## [YOUR ASSIGNMENT]
Among the records below, find the line that has "-> Result<u16, HookError>;"; from there, give the lines again exactly, and stop after the line that has "type Writer = CapturedLogs;".

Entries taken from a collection

▶

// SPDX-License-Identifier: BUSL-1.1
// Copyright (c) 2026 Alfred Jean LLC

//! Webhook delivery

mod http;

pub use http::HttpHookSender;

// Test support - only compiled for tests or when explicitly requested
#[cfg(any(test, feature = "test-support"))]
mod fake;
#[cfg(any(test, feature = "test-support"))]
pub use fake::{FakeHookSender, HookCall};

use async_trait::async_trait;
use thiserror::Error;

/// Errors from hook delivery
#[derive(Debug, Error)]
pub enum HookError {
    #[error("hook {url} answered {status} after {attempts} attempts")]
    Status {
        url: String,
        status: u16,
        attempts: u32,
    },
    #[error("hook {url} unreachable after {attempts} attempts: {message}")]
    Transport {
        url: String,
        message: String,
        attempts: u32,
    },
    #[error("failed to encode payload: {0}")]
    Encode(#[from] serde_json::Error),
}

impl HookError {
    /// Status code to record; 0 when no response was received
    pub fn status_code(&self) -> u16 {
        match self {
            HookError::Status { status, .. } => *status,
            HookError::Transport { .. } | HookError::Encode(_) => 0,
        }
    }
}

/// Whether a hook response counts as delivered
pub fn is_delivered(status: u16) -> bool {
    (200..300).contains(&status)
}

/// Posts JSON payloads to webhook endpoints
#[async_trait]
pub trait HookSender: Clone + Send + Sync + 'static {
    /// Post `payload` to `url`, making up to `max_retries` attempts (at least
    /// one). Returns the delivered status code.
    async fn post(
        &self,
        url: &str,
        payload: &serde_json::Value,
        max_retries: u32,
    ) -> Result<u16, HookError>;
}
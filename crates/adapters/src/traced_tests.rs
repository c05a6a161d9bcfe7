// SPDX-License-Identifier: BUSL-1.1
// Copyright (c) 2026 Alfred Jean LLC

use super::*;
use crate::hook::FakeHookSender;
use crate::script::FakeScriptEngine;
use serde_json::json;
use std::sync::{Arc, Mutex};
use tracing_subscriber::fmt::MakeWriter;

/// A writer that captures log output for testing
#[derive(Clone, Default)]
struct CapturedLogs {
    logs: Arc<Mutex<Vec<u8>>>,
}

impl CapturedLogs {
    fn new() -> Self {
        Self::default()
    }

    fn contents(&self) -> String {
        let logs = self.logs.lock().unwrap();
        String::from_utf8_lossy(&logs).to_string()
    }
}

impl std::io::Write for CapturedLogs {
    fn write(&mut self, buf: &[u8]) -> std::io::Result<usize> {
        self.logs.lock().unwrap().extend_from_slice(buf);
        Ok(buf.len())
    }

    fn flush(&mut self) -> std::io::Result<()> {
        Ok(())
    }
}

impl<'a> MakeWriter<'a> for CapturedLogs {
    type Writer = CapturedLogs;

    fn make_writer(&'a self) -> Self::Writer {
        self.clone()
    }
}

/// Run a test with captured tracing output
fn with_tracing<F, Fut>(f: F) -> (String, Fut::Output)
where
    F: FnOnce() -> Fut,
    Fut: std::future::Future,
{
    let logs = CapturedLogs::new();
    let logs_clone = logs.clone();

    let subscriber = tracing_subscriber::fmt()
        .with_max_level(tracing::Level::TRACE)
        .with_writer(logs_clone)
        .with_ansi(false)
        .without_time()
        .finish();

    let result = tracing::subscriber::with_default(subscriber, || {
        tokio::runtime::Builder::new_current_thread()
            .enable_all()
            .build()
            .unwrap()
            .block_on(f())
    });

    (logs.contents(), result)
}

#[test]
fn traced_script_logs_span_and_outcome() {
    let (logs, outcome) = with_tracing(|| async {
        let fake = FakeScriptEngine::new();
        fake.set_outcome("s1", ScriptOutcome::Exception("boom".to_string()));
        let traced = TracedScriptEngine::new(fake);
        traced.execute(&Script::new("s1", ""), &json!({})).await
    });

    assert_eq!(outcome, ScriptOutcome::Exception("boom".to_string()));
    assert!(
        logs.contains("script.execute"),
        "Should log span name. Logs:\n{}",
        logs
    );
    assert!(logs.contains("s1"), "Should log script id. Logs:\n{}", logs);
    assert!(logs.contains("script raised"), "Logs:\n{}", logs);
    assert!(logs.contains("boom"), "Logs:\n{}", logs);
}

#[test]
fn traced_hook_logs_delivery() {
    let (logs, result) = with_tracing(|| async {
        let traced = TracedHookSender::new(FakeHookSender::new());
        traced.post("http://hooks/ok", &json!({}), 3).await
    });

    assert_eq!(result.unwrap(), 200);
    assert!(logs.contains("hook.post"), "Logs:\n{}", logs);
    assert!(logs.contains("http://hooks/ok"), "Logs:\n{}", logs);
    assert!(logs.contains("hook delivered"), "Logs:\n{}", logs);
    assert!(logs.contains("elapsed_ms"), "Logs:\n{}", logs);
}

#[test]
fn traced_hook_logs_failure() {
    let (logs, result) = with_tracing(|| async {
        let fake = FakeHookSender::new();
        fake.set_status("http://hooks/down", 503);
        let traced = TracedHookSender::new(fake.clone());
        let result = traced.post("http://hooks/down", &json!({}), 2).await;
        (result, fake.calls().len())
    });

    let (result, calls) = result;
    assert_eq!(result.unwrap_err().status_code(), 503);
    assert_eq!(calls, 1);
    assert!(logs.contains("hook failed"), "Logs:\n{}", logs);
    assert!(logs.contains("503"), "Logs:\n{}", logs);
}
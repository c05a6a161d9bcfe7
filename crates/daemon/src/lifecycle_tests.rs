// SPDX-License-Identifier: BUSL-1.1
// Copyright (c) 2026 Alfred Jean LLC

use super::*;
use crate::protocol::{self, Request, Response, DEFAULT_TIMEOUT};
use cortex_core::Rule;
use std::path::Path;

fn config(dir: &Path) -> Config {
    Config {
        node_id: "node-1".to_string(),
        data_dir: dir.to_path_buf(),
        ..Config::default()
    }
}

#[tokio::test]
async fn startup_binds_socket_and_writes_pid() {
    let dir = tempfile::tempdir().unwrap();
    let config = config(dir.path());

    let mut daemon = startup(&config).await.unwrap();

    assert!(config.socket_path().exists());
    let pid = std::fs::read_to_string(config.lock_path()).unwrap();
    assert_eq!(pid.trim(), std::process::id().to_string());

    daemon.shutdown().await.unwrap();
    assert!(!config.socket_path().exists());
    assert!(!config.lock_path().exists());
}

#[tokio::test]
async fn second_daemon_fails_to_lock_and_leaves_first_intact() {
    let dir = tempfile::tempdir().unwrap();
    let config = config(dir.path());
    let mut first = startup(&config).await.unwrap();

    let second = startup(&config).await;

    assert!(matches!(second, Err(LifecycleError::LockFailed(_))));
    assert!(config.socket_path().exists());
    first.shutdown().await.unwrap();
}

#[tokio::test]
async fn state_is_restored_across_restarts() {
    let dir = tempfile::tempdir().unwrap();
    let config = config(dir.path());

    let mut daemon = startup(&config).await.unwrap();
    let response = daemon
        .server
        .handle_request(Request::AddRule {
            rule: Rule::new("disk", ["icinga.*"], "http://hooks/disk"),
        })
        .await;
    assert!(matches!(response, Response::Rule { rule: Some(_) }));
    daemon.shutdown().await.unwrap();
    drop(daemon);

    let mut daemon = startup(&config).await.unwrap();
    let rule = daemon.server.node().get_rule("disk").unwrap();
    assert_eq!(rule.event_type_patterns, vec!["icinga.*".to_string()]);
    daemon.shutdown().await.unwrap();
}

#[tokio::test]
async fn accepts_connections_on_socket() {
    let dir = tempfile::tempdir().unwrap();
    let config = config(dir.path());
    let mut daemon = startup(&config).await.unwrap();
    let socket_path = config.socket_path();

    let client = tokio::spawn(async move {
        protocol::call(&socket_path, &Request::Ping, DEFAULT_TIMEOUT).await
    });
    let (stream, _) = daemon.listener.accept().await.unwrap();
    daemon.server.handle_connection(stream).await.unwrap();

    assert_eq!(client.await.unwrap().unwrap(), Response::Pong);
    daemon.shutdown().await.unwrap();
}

◀

## [ANSWER SPACE]
    ) -> Result<u16, HookError>;
}
filename crates/adapters/src/traced_tests.rs
repository c05a6a161d9bcfe7
// SPDX-License-Identifier: BUSL-1.1
// Copyright (c) 2026 Alfred Jean LLC

use super::*;
use crate::hook::FakeHookSender;
use crate::script::FakeScriptEngine;
use serde_json::json;
use std::sync::{Arc, Mutex};
use tracing_subscriber::fmt::MakeWriter;

/// A writer that captures log output for testing
#[derive(Clone, Default)]
struct CapturedLogs {
    logs: Arc<Mutex<Vec<u8>>>,
}

impl CapturedLogs {
    fn new() -> Self {
        Self::default()
    }

    fn contents(&self) -> String {
        let logs = self.logs.lock().unwrap();
        String::from_utf8_lossy(&logs).to_string()
    }
}

impl std::io::Write for CapturedLogs {
    fn write(&mut self, buf: &[u8]) -> std::io::Result<usize> {
        self.logs.lock().unwrap().extend_from_slice(buf);
        Ok(buf.len())
    }

    fn flush(&mut self) -> std::io::Result<()> {
        Ok(())
    }
}

impl<'a> MakeWriter<'a> for CapturedLogs {
    type Writer = CapturedLogs;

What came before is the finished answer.